• **About this task**
A line belongs in the answer if it contains "twice"; copy every such line from the entries below.

Stored data:
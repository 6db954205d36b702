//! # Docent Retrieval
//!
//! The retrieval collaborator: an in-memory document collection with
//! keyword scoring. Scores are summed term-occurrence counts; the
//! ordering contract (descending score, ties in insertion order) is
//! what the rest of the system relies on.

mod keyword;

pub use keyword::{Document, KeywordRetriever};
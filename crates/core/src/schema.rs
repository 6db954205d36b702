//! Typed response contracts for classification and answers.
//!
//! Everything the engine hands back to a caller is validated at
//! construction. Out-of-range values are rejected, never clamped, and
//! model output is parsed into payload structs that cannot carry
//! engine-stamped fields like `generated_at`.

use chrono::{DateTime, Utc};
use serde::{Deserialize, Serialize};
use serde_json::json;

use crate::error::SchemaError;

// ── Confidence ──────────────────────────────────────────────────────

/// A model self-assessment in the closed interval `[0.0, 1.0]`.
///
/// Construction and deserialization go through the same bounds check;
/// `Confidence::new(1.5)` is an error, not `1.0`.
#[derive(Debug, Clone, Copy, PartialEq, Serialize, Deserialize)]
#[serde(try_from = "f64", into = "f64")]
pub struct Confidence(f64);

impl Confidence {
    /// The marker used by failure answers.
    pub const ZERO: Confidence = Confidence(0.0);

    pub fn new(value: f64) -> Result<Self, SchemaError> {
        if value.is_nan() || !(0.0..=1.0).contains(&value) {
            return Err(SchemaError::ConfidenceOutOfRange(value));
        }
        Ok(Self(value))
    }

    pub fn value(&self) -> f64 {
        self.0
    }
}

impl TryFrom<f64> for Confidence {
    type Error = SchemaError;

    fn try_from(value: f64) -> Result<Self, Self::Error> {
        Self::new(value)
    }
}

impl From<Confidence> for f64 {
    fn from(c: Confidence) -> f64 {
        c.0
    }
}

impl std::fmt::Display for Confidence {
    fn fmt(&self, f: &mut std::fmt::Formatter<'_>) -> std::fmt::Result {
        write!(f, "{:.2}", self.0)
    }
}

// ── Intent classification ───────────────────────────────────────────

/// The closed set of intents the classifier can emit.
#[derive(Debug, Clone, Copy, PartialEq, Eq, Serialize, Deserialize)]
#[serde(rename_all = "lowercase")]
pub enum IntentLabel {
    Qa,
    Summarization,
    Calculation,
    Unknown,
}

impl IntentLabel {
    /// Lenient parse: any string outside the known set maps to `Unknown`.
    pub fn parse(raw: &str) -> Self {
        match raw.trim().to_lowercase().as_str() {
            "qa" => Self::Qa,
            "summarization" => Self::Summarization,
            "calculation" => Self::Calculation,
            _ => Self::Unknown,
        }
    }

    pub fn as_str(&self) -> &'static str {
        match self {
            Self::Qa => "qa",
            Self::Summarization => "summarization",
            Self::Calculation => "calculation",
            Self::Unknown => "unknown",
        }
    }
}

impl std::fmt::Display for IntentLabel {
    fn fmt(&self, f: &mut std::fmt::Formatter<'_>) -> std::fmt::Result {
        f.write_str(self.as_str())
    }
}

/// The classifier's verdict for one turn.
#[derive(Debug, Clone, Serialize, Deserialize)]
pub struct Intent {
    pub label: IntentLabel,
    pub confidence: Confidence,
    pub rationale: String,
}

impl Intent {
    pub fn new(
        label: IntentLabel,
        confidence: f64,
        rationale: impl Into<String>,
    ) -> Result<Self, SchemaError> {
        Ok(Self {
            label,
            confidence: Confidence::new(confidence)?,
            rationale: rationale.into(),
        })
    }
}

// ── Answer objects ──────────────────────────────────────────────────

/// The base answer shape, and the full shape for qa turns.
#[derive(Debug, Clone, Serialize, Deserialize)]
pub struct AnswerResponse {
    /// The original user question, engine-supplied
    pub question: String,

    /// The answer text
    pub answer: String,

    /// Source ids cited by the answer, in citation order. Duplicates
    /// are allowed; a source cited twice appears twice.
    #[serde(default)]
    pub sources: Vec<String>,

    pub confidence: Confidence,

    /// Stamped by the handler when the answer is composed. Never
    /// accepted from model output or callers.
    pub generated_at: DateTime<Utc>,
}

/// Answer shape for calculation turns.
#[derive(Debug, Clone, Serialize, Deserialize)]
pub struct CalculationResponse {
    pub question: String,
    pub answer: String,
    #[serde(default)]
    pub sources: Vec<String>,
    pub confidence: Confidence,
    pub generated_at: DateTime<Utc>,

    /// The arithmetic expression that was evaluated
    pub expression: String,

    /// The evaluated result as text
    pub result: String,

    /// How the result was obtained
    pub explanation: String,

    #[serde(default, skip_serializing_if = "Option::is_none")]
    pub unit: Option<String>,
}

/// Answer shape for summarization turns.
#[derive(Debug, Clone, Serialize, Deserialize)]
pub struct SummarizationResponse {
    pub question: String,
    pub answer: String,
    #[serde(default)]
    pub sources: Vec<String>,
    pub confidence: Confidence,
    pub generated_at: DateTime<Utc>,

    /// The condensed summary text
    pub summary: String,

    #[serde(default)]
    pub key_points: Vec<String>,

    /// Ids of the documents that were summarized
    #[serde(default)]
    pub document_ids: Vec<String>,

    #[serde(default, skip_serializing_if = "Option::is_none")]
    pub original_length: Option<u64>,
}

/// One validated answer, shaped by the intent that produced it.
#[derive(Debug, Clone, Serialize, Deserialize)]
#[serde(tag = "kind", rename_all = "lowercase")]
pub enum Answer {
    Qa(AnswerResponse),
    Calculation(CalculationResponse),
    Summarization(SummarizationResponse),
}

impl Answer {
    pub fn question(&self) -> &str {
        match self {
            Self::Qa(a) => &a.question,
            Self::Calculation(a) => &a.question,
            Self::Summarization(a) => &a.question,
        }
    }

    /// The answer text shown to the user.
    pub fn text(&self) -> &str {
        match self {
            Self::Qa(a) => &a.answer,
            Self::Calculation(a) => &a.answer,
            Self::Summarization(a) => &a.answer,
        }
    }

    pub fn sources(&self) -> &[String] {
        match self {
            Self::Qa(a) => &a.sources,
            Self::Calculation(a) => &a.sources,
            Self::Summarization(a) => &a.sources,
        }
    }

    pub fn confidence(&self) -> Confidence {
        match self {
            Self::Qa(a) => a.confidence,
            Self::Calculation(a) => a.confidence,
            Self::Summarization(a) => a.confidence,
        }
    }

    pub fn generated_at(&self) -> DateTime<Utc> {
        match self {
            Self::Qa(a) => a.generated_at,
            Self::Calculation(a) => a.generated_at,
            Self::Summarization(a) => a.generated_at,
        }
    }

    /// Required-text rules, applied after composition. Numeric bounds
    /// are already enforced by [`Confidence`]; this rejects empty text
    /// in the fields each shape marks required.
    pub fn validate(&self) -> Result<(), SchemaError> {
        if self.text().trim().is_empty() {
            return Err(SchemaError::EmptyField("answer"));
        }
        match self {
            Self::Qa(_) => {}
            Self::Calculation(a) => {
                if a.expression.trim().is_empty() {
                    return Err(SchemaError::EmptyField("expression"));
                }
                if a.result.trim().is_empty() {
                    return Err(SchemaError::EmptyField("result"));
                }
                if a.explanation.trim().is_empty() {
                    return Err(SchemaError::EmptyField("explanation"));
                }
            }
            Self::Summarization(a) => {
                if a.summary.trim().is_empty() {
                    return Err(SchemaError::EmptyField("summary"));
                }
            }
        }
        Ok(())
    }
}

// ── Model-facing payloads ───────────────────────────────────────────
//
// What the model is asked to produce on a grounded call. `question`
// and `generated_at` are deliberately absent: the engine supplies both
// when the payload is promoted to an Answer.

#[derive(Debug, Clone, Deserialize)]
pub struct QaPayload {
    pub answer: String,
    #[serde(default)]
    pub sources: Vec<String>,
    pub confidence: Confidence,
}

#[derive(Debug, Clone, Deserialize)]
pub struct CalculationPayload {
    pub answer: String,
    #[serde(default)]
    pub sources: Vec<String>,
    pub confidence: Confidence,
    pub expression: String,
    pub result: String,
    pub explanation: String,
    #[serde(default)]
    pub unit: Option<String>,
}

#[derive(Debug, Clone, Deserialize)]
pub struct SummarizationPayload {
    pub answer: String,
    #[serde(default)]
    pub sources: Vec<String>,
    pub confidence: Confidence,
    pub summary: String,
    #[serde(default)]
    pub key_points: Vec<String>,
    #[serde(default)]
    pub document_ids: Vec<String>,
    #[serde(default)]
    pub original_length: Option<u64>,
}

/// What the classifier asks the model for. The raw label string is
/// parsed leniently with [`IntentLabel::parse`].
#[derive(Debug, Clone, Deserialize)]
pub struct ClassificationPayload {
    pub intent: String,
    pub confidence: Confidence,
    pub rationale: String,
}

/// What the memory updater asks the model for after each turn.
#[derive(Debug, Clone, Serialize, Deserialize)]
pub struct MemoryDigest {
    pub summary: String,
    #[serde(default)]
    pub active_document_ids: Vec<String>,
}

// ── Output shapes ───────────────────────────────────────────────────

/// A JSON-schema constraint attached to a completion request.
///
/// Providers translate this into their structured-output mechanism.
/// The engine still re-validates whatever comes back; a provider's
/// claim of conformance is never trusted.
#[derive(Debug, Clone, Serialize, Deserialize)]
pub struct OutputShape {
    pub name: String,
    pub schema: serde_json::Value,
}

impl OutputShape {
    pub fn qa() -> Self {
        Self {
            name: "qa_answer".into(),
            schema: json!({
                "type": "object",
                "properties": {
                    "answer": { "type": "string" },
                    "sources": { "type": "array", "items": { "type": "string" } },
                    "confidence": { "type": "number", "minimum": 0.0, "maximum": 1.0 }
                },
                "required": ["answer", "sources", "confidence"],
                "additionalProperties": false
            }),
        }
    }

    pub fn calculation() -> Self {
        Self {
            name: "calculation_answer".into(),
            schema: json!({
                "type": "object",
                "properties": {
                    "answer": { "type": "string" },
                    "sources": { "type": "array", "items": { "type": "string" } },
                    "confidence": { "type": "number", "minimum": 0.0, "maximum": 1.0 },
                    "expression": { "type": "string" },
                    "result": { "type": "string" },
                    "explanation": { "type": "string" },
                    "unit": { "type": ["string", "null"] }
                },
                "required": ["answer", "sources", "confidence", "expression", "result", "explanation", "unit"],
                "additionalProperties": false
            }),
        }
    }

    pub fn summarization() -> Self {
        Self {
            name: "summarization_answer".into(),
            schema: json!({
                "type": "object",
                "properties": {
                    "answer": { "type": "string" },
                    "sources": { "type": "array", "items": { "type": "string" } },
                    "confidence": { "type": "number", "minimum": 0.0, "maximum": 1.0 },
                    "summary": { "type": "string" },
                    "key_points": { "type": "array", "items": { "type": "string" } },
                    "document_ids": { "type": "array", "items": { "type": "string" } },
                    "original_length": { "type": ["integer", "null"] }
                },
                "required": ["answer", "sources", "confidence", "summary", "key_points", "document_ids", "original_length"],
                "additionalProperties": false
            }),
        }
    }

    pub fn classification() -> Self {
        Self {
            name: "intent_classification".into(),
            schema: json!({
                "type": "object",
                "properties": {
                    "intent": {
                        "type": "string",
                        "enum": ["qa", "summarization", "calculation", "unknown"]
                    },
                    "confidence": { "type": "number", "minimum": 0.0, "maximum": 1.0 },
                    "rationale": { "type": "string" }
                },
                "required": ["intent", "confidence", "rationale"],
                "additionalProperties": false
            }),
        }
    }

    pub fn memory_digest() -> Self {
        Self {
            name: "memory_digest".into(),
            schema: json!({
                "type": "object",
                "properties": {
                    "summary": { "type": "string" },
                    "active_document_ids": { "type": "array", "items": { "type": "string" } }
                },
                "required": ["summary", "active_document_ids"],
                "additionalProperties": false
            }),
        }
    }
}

...

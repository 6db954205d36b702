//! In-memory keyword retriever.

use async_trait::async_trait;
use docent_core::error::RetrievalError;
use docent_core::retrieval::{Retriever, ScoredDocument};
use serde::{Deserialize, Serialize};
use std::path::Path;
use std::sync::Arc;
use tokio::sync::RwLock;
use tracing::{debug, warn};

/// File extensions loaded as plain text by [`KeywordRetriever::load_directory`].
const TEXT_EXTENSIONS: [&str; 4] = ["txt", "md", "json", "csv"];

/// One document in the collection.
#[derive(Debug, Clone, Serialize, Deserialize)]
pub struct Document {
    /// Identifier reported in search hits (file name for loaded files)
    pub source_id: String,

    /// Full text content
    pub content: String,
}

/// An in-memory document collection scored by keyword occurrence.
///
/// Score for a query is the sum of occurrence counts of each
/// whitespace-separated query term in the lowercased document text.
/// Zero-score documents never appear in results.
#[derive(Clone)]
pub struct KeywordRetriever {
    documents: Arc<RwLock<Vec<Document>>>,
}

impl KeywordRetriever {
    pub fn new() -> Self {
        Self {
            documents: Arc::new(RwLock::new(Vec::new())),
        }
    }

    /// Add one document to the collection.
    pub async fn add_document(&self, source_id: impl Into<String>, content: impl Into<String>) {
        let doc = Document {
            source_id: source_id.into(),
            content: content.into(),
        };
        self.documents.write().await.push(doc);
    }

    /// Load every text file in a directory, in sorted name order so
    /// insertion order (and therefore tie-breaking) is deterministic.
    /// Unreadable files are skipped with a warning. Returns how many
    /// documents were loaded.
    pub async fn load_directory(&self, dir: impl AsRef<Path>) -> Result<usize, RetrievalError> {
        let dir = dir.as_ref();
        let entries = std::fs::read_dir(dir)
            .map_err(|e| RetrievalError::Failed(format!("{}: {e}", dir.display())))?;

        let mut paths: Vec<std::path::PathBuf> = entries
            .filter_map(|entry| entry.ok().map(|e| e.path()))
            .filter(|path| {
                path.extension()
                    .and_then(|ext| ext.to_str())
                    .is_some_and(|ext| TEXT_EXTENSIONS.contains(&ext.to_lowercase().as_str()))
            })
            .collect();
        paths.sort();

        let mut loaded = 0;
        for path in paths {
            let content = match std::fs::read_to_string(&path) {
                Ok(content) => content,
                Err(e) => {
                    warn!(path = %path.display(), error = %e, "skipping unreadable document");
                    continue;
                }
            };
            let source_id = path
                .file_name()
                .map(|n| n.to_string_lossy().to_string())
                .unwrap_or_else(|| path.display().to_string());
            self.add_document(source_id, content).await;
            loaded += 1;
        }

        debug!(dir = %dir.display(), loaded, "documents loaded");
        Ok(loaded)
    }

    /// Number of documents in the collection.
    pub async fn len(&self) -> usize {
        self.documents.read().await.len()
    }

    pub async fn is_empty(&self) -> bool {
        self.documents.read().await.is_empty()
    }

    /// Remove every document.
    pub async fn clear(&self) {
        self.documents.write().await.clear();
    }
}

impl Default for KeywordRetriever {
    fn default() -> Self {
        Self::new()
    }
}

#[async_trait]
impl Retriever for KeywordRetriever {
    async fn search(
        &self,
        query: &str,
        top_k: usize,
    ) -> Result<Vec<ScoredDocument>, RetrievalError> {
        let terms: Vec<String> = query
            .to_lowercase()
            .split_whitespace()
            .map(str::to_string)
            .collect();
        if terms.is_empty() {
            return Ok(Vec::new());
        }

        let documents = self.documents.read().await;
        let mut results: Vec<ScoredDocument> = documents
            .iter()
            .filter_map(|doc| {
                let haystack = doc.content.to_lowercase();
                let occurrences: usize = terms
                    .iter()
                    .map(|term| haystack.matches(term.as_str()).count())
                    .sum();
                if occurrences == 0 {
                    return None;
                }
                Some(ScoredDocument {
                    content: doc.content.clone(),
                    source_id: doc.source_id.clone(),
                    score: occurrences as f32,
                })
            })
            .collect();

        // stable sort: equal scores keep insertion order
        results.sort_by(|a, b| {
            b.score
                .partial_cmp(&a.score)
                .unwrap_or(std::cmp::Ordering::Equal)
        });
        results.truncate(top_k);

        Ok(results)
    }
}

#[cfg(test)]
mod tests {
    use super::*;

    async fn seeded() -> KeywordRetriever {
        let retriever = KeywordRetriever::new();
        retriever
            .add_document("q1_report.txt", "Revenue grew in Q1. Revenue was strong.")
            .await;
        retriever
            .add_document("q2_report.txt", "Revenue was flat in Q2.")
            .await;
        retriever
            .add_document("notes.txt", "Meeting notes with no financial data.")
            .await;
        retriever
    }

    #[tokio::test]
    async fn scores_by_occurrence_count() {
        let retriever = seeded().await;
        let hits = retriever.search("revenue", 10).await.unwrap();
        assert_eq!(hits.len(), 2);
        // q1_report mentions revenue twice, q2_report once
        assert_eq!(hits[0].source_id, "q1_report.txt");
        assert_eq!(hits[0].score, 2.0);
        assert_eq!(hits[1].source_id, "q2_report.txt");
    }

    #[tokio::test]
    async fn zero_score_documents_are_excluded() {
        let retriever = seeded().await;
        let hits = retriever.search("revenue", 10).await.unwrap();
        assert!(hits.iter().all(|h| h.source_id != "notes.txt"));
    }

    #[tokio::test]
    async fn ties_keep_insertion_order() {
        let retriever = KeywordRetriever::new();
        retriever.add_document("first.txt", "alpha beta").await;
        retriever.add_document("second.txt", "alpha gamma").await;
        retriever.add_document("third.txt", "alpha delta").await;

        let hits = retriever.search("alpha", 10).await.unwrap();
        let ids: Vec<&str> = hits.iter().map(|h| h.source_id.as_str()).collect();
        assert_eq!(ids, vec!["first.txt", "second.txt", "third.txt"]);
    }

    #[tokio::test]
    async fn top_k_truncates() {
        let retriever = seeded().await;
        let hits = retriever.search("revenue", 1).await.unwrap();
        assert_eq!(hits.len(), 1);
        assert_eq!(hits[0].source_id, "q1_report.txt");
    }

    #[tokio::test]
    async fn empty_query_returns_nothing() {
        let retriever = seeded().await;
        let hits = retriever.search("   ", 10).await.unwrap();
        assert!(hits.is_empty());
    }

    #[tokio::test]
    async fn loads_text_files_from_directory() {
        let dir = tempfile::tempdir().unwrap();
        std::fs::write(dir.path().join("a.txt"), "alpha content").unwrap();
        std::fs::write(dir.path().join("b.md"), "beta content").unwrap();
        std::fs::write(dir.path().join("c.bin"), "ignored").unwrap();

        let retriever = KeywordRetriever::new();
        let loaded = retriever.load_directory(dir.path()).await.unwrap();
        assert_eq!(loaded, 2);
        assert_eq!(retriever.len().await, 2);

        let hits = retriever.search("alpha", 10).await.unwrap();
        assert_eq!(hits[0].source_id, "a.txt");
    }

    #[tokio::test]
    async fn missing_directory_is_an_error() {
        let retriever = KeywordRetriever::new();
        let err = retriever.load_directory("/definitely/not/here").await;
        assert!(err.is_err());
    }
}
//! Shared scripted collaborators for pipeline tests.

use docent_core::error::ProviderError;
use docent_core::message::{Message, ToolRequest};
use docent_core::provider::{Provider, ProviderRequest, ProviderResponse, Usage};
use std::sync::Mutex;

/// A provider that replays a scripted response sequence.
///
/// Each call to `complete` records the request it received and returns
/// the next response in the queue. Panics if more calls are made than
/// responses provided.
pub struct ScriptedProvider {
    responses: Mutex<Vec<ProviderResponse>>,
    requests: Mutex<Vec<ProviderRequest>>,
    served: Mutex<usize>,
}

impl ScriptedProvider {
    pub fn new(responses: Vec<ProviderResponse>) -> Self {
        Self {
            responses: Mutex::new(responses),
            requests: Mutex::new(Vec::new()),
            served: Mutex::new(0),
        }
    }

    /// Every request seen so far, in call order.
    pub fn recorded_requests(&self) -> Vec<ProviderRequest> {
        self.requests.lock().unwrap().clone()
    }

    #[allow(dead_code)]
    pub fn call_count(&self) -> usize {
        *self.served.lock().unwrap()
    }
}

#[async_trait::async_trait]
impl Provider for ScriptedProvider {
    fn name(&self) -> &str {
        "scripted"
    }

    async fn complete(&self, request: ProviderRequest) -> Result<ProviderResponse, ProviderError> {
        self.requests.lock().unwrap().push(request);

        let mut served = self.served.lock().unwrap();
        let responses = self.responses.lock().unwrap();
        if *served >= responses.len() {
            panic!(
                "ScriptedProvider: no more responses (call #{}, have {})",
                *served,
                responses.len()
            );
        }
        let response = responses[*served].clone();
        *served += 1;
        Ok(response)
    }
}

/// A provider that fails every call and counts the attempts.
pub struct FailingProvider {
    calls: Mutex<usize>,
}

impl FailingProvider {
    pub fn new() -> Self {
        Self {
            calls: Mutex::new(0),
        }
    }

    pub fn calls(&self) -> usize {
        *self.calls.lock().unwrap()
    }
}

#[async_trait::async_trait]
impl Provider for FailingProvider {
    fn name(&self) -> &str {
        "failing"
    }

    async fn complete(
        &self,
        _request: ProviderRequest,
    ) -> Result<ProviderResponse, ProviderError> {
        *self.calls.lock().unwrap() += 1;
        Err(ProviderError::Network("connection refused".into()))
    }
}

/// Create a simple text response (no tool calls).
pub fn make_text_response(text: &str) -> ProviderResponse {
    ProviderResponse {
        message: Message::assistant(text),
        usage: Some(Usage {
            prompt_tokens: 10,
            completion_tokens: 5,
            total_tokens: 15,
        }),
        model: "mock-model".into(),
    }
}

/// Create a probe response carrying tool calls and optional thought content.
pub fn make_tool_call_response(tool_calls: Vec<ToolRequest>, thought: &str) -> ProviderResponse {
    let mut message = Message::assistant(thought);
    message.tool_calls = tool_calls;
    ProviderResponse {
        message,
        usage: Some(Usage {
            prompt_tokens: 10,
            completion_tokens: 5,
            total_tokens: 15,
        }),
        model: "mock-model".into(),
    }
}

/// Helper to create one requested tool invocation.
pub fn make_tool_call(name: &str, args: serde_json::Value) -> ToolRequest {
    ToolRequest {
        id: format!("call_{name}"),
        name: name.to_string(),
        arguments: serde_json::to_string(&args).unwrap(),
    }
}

• **Problem solution**
    /// are allowed; a source cited twice appears twice.
        // q1_report mentions revenue twice, q2_report once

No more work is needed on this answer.